[Task prompt] Return every line in the entries below where the word "async" shows up.

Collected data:
——
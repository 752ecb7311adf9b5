//! OS signal handling.

/// Wait for a termination signal (SIGINT, and SIGTERM on Unix).
pub async fn shutdown_signal() {
    let ctrl_c = async {
        tokio::signal::ctrl_c()
            .await
            .expect("Failed to install Ctrl+C handler");
    };

    #[cfg(unix)]
    let terminate = async {
        tokio::signal::unix::signal(tokio::signal::unix::SignalKind::terminate())
            .expect("Failed to install SIGTERM handler")
            .recv()
            .await;
    };

    #[cfg(not(unix))]
    let terminate = std::future::pending::<()>();

    tokio::select! {
        _ = ctrl_c => {}
        _ = terminate => {}
    }

    tracing::info!("Shutdown signal received");
}
//! URL path joining.

/// Join a target base path with an incoming request path.
///
/// Returns `(decoded, escaped)`. An empty escaped path counts as `/`;
/// when the base ends with `/` and the request path begins with `/` the
/// seam collapses to a single `/`, otherwise the two are concatenated.
/// The decoded form is the percent-decoded join; if decoding fails, both
/// returns equal the escaped form.
pub fn join_url_path(base_path: &str, request_path: &str) -> (String, String) {
    let mut joined = if base_path.is_empty() {
        "/".to_string()
    } else {
        base_path.to_string()
    };
    let request_path = if request_path.is_empty() {
        "/"
    } else {
        request_path
    };

    if joined.ends_with('/') && request_path.starts_with('/') {
        joined.push_str(&request_path[1..]);
    } else {
        joined.push_str(request_path);
    }

    match urlencoding::decode(&joined) {
        Ok(decoded) => (decoded.into_owned(), joined),
        Err(_) => (joined.clone(), joined),
    }
}
//! gozero binary: bootstrap the scale-to-zero reverse proxy.

use gozero::config::env;
use gozero::lifecycle::signals;
use gozero::observability::{logging, metrics};
use gozero::{HttpReverseProxy, ProxyOptions};

#[tokio::main]
async fn main() -> Result<(), Box<dyn std::error::Error>> {
    logging::init_logging();

    // The environment is read exactly once, here.
    let options = ProxyOptions::default()
        .with_listen_port(env::get_env_or_default_u16("GOZERO_LISTEN_PORT", 8443))
        .with_buffer_size(env::get_env_or_default_usize("GOZERO_BUFFER_SIZE", 1000))
        .with_dev_mode(env::get_env_or_default_bool("IS_DEV", false));

    tracing::info!(
        listen_port = options.listen_port,
        buffer_size = options.buffer_size,
        dev_mode = options.dev_mode,
        "Configuration loaded"
    );

    let metrics_address = env::get_env_or_default_string("GOZERO_METRICS_ADDRESS", "");
    if !metrics_address.is_empty() {
        match metrics_address.parse() {
            Ok(addr) => metrics::init_metrics(addr),
            Err(_) => {
                tracing::error!(metrics_address = %metrics_address, "Failed to parse metrics address")
            }
        }
    }

    let proxy = HttpReverseProxy::new(options)?;
    let mut requests = proxy.requests().ok_or("routing-event stream already taken")?;
    proxy.start().await?;

    // The external scale controller's seat: drain routing events. Until
    // one is wired up, log them.
    let consumer = tokio::spawn(async move {
        while let Some(event) = requests.recv().await {
            tracing::info!(host = %event.host, path = %event.path, "Routing event");
        }
        tracing::info!("Routing event stream closed");
    });

    signals::shutdown_signal().await;

    proxy.shutdown().await?;
    consumer.await?;

    tracing::info!("Shutdown complete");
    Ok(())
}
——
[Output]
pub async fn shutdown_signal() {
    let ctrl_c = async {
    let terminate = async {
async fn main() -> Result<(), Box<dyn std::error::Error>> {
    let consumer = tokio::spawn(async move {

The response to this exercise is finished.